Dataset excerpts
BEGIN

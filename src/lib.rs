//! # filinator
//!
//! Reversible renaming of whole directory trees, so that names containing
//! spaces and path separators survive tools that mangle them.
//!
//! Encoding flattens each file's absolute path into one name (`/` → `@`,
//! space → `_`) and marks spaces in directory names with a single sentinel
//! byte. Decoding turns the names back into paths and recreates the
//! directories they describe.
//!
//! ```text
//! proj/My Docs/a b.txt
//!     encode, in place →  proj/@home@me@proj@My_Docs@a_b.txt
//!                         proj/My§Docs/
//!     decode           →  proj/home/me/proj/My Docs/a b.txt
//!                         proj/My Docs/
//! ```
//!
//! # Module Map
//!
//! | Module | Role |
//! |--------|------|
//! | [`codec`] | Pure byte-level encode/decode rules for file and directory names |
//! | [`paths`] | Length-checked path bytes, joining, and OS string conversion |
//! | [`fs`] | The `Filesystem` capability trait and its `std::fs` backend |
//! | [`handler`] | One file: compute its destination, then rename or copy |
//! | [`walk`] | Post-order tree walk with best-effort failure accounting |
//! | [`report`] | Per-entry errors, walk events, and the run tally |
//! | [`session`] | Run configuration, output directory setup, top-level walk |
//! | [`config`] | `filinator.toml` loading and validation |
//! | [`output`] | CLI line formatting for events, errors, and notices |
//!
//! # Design Decisions
//!
//! ## Post-Order, Read-Ahead Walk
//!
//! A directory is renamed only after everything under it has been handled;
//! renaming it first would invalidate the paths of its descendants. Each
//! directory is also read to completion before any entry is touched, so
//! files that an in-place encode moves into the walk root are not picked up
//! again by the same run.
//!
//! ## Keep Going, Count Failures
//!
//! No single entry can stop a walk. Every level returns a [`report::Tally`],
//! the caller merges it, and the process exit status is the tally reduced to
//! clean or not. A directory whose subtree had failures keeps its name, so a
//! rerun finds the leftovers where they were.
//!
//! ## One Filesystem Trait
//!
//! The walker and file handler only see [`fs::Filesystem`]. Production code
//! uses [`fs::StdFs`]; tests use a recording wrapper that lists every
//! mutation in order and injects failures at chosen paths.
//!
//! ## Output Mode Never Mutates the Source
//!
//! With an output root, files are copied and no directory is renamed. An
//! output root inside the input tree is recognised and skipped.
//!
//! ## Known Lossy Case
//!
//! The file rule decodes `_`, the sentinel, and an encoded space all to a
//! space, so a name that already contained `_` does not survive a round
//! trip. See [`codec`].

pub mod codec;
pub mod config;
pub mod fs;
pub mod handler;
pub mod output;
pub mod paths;
pub mod report;
pub mod session;
pub mod walk;

pub use codec::{Direction, NameKind, transform};
pub use report::{EntryError, Tally, WalkEvent};
pub use session::{Mode, RunConfig, Session, SessionError};
pub use walk::walk;

#[cfg(test)]
pub(crate) mod test_helpers;
//! Filesystem access behind one capability trait.
//!
//! | Capability | Trait method |
//! |---|---|
//! | Directory iteration | [`Filesystem::open_dir`] (handle closes on drop) |
//! | Stat | [`Filesystem::stat`] |
//! | `mkdir -p` | [`Filesystem::make_dir_recursive`] |
//! | realpath | [`Filesystem::resolve_absolute`] |
//! | Rename | [`Filesystem::rename`] |
//! | Binary copy | [`Filesystem::copy_bytes`] |
//!
//! Path joining is pure and capacity-checked, so it lives in
//! [`crate::paths::join`] rather than on the trait.

pub mod backend;
pub mod std_backend;

pub use backend::{DirEntries, DirEntry, EntryKind, Filesystem};
pub use std_backend::StdFs;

END

*Task directions*
Set down, from the entries above, exactly the lines from the one with "its name, so a" up to and including the one with "is renamed. An", and no other lines.

*Task solution*
//! clean or not. A directory whose subtree had failures keeps its name, so a
//! rerun finds the leftovers where they were.
//!
//! ## One Filesystem Trait
//!
//! The walker and file handler only see [`fs::Filesystem`]. Production code
//! uses [`fs::StdFs`]; tests use a recording wrapper that lists every
//! mutation in order and injects failures at chosen paths.
//!
//! ## Output Mode Never Mutates the Source
//!
//! With an output root, files are copied and no directory is renamed. An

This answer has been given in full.